# Automatic Feeder



## nacho (Apr 4, 2010)

Hi all,

I mentioned getting an automatic feeder once, and got an overwhelming negative response to the idea. It may be a necessity for my fish and I, since I have to be away from home for extended periods. 

Another layer of troubles concerning my specific tank is that I feed my fish two different types of fish. The betta eats two pellets in the morning and evening. The cory catfish eat two pellets a day. The pellets are totally different in size. The betta pellet is about a millimeter or two, and the cory pellet is about a good centimeter. 

When I'm away, it won't be necessary to feed them as much as I'm feeding them normally, since I'd rather keep the water clean than messy from uneaten food.

So are there any automatic feeders out there that won't dump a lot of food? I know most of them are adjustable in terms of amount released, but I don't know if they will release only a few tiny pellets at a time. 

Any recommendations? I would really appreciate your help and thoughts.

- n

Hmm, I'm looking at this one: http://www.amazon.com/ANIM-F14-FISH-MATE-FEEDER/dp/B000YK5W18/ref=tag_dpp_lp_edpp_img_in

I like that I can control the amount of food. The reviews aren't great, but this one seems to be the most ideal for me.


----------



## Amour (Jun 26, 2010)

Based on the reviews I read, I wouldn't buy it. 

If you really are going to be gone a lot, then maybe you shouldn't keep fish until you're in a more stable position. It's not really fair to them that they have to rely on some electronic thing to feed them and take care of them when really they need a little TLC and a human's touch.
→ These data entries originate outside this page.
//! Throughput benchmarks for plain get/set through the two-level coordinator.

use criterion::{criterion_group, criterion_main, BenchmarkId, Criterion};
use rescache::{create_cache, CacheFactoryConfig};

fn redis_url_parts() -> (String, u16) {
    let url = std::env::var("REDIS_URL").unwrap_or_else(|_| "redis://127.0.0.1:6379".to_string());
    let without_scheme = url.trim_start_matches("redis://");
    let mut parts = without_scheme.splitn(2, ':');
    let host = parts.next().unwrap_or("127.0.0.1").to_string();
    let port = parts.next().and_then(|p| p.parse().ok()).unwrap_or(6379);
    (host, port)
}

fn bench_l1_only_set_get(c: &mut Criterion) {
    let config = CacheFactoryConfig::default();
    let cache = create_cache(&config, "bench", None, false, true, 10_000, None, None)
        .expect("l1-only cache should build without touching the network");

    let mut group = c.benchmark_group("l1_only");
    group.bench_function("set", |b| {
        let mut i = 0u64;
        b.iter(|| {
            i += 1;
            cache
                .set(&format!("k{i}"), &i, None)
                .expect("l1 set is infallible");
        });
    });
    group.bench_function("get_hit", |b| {
        cache.set("hit", &42u64, None).unwrap();
        b.iter(|| cache.get::<u64>("hit").unwrap());
    });
    group.finish();
}

fn bench_two_tier_set_get(c: &mut Criterion) {
    let (host, port) = redis_url_parts();
    let mut config = CacheFactoryConfig::default();
    config.l2_host = host;
    config.l2_port = port;

    let Ok(cache) =
        create_cache(&config, "bench_two_tier", Some(60), true, true, 10_000, Some(30), None)
    else {
        eprintln!("skipping two-tier benchmark: could not build cache");
        return;
    };
    if !cache.get_stats().l2.map(|s| s.connected).unwrap_or(false) {
        eprintln!("skipping two-tier benchmark: REDIS_URL unreachable");
        return;
    }

    let mut group = c.benchmark_group("two_tier");
    for size in [1usize, 100, 1000] {
        group.bench_with_input(BenchmarkId::new("set", size), &size, |b, &size| {
            let value = "x".repeat(size);
            let mut i = 0u64;
            b.iter(|| {
                i += 1;
                cache.set(&format!("two_tier:{i}"), &value, None).unwrap();
            });
        });
    }
    group.finish();
}

criterion_group!(benches, bench_l1_only_set_get, bench_two_tier_set_get);
criterion_main!(benches);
What's the point of keeping fish when you're hardly ever there to enjoy them?


----------



## Fishirila (Jul 26, 2010)

Amour said:


> Based on the reviews I read, I wouldn't buy it.
> 
> If you really are going to be gone a lot, then maybe you shouldn't keep fish until you're in a more stable position. It's not really fair to them that they have to rely on some electronic thing to feed them and take care of them when really they need a little TLC and a human's touch.
> 
> What's the point of keeping fish when you're hardly ever there to enjoy them?


I totally disagree with you. I am someone who thinks that animals or any kind of live being will bring happiness to my place. Fish, for example, are an excellent choice for this!

Let me give you an example!

I keep fish in small tanks in my garage, my bathrooms, laundry rooms, basement and even in my closet.

They just make every corner of my house feel alive and happy. Fish don't require as much care as a lot of people think they do so even though I keep over 40 of them scattered around the house, I hardly ever have to spend any time taking care of them since I use automatic feeders.

Also, I work 2 jobs so I'm rarely ever home and you know how people usually say that fish die really easy? Well mine stay alive for months before I have to replace them thanks to those automatic feeders.

You just have to be a little open minded, that's all!


----------



## RandomFish (Jun 16, 2010)

nacho said:


> Hmm, I'm looking at this one: http://www.amazon.com/ANIM-F14-FISH-MATE-FEEDER/dp/B000YK5W18/ref=tag_dpp_lp_edpp_img_in
> 
> I like that I can control the amount of food. The reviews aren't great, but this one seems to be the most ideal for me.


I think you're correct... it appears to be the only feeder that gives you control over specifically which pellets are to be dispensed at a set time. 

And it has 2/2 five-star reviews on Petsmart.com. 

Another way of working around your situation would be to get one highly-rated feeder for each type of fish, but of course that's more costly.




Fishirila said:


> I totally disagree with you. I am someone who thinks that animals or any kind of live being will bring happiness to my place. Fish, for example, are an excellent choice for this!
> 
> Let me give you an example!
> 
> ...


How do you managed to change the water in all of these containers when you're rarely home? Do you have heaters/chillers for all these fish?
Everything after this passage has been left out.